What this task involves: Copy out each line below containing "Create".

Input Start Marker

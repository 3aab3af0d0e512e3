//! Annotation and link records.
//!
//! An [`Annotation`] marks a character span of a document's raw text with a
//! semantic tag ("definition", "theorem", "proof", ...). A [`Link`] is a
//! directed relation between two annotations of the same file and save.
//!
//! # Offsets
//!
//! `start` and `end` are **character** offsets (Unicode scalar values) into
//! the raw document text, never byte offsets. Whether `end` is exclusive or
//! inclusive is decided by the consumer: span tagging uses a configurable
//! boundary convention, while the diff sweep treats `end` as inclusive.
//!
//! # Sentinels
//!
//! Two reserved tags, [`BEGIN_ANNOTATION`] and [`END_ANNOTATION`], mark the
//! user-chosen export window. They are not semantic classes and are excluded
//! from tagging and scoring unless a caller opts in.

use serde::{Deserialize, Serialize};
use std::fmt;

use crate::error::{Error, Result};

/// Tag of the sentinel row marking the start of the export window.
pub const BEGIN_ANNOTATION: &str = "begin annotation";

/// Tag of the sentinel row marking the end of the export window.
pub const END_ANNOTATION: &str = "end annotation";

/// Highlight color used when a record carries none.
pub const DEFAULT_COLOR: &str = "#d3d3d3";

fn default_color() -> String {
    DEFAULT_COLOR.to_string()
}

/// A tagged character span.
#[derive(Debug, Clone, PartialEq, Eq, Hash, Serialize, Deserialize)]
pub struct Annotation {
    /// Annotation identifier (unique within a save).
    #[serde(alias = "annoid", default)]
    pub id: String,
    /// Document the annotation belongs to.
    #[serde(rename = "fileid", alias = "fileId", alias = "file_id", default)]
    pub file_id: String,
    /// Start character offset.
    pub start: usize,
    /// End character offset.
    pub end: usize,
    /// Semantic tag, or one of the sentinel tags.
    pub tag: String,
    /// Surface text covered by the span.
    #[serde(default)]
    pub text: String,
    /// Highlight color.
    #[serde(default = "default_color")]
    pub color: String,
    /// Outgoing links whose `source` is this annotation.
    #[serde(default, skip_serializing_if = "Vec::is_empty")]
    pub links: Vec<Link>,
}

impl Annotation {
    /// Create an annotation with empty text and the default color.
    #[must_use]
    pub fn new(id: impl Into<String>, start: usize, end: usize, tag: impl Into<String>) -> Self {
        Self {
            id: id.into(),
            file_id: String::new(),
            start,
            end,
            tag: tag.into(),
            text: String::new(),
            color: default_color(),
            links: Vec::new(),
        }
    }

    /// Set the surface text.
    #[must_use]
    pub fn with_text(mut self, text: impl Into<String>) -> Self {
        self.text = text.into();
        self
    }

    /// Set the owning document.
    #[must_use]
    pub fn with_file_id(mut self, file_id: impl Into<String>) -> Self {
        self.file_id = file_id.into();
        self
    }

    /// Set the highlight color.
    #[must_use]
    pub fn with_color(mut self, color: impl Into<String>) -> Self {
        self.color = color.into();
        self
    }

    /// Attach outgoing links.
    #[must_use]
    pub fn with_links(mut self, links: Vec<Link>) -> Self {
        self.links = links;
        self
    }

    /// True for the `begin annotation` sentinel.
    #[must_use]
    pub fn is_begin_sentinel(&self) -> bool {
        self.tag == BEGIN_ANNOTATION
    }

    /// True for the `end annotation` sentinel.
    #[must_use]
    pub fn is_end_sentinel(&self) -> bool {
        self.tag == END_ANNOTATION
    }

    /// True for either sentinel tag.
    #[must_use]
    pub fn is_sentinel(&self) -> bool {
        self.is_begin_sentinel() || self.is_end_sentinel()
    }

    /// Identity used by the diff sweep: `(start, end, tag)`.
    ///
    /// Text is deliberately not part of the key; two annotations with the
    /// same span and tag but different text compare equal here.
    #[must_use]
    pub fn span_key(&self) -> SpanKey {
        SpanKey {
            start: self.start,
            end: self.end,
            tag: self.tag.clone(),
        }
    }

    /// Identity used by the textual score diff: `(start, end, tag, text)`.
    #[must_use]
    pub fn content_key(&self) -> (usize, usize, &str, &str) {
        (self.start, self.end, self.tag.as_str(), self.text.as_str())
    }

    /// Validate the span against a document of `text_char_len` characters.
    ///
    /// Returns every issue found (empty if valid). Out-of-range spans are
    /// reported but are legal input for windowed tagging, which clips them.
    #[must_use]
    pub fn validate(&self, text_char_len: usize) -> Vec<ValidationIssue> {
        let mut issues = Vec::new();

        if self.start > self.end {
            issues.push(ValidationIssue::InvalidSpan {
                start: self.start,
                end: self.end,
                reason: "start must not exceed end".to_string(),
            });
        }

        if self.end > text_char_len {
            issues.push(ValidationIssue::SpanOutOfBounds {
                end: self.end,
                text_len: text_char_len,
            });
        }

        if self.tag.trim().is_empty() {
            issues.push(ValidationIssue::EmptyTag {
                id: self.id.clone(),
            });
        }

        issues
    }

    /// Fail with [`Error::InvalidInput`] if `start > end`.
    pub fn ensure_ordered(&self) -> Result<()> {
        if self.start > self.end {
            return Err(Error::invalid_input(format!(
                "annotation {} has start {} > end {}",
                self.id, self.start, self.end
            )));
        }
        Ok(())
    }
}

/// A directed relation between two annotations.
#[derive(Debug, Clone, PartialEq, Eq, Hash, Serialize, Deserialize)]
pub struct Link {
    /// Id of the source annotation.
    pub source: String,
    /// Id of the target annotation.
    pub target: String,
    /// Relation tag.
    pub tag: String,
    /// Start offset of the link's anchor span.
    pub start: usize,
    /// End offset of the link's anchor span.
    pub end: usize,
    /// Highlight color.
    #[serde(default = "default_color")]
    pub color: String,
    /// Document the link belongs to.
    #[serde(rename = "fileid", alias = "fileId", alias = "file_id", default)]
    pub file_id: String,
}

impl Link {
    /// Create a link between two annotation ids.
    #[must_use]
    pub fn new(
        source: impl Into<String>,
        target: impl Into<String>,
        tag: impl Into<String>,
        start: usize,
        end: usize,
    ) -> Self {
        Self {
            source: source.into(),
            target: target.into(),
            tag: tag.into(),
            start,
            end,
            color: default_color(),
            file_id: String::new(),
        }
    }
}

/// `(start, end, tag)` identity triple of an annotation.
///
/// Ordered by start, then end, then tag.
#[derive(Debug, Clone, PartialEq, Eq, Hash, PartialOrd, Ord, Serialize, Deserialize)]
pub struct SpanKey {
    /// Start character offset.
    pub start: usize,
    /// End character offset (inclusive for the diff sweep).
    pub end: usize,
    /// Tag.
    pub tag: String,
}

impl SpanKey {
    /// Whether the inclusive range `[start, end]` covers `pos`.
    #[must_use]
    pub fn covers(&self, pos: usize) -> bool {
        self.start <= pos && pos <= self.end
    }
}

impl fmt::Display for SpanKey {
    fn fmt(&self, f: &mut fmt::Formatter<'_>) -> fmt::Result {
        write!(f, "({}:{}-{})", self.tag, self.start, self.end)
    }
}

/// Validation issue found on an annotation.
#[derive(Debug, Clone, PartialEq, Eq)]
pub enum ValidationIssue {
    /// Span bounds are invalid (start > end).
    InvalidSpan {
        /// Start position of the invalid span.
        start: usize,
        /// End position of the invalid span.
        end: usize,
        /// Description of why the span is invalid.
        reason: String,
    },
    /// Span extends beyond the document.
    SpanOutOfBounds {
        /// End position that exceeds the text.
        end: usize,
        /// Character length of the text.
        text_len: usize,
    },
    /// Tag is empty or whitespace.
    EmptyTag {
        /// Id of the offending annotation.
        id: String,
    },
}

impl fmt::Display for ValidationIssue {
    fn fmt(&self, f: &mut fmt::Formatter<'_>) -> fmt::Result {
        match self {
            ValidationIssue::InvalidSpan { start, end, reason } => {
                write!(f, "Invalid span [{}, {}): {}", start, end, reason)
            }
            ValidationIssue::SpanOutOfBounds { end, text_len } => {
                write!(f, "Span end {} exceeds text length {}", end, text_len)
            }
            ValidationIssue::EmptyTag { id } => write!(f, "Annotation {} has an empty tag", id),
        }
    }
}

Input End Marker
Input Start Marker

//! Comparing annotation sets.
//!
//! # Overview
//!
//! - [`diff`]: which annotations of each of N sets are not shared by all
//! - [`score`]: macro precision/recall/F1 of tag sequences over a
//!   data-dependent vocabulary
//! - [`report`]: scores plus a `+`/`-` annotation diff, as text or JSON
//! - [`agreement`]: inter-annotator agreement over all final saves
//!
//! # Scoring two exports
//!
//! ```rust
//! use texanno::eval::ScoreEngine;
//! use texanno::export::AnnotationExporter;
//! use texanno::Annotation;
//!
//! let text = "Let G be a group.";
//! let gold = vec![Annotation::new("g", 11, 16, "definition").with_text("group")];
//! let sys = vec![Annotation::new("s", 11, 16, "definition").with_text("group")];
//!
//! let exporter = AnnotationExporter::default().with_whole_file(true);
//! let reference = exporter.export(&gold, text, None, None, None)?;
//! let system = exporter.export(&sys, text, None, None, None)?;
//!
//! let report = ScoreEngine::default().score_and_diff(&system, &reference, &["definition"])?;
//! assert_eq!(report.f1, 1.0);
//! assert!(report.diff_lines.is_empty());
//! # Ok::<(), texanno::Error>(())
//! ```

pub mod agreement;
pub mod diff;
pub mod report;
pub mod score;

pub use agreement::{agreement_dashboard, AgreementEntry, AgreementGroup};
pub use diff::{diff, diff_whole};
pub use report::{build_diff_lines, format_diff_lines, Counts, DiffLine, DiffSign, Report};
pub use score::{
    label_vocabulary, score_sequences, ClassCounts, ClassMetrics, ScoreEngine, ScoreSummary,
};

Input End Marker

Task response:
    /// Create an annotation with empty text and the default color.
    /// Create a link between two annotation ids.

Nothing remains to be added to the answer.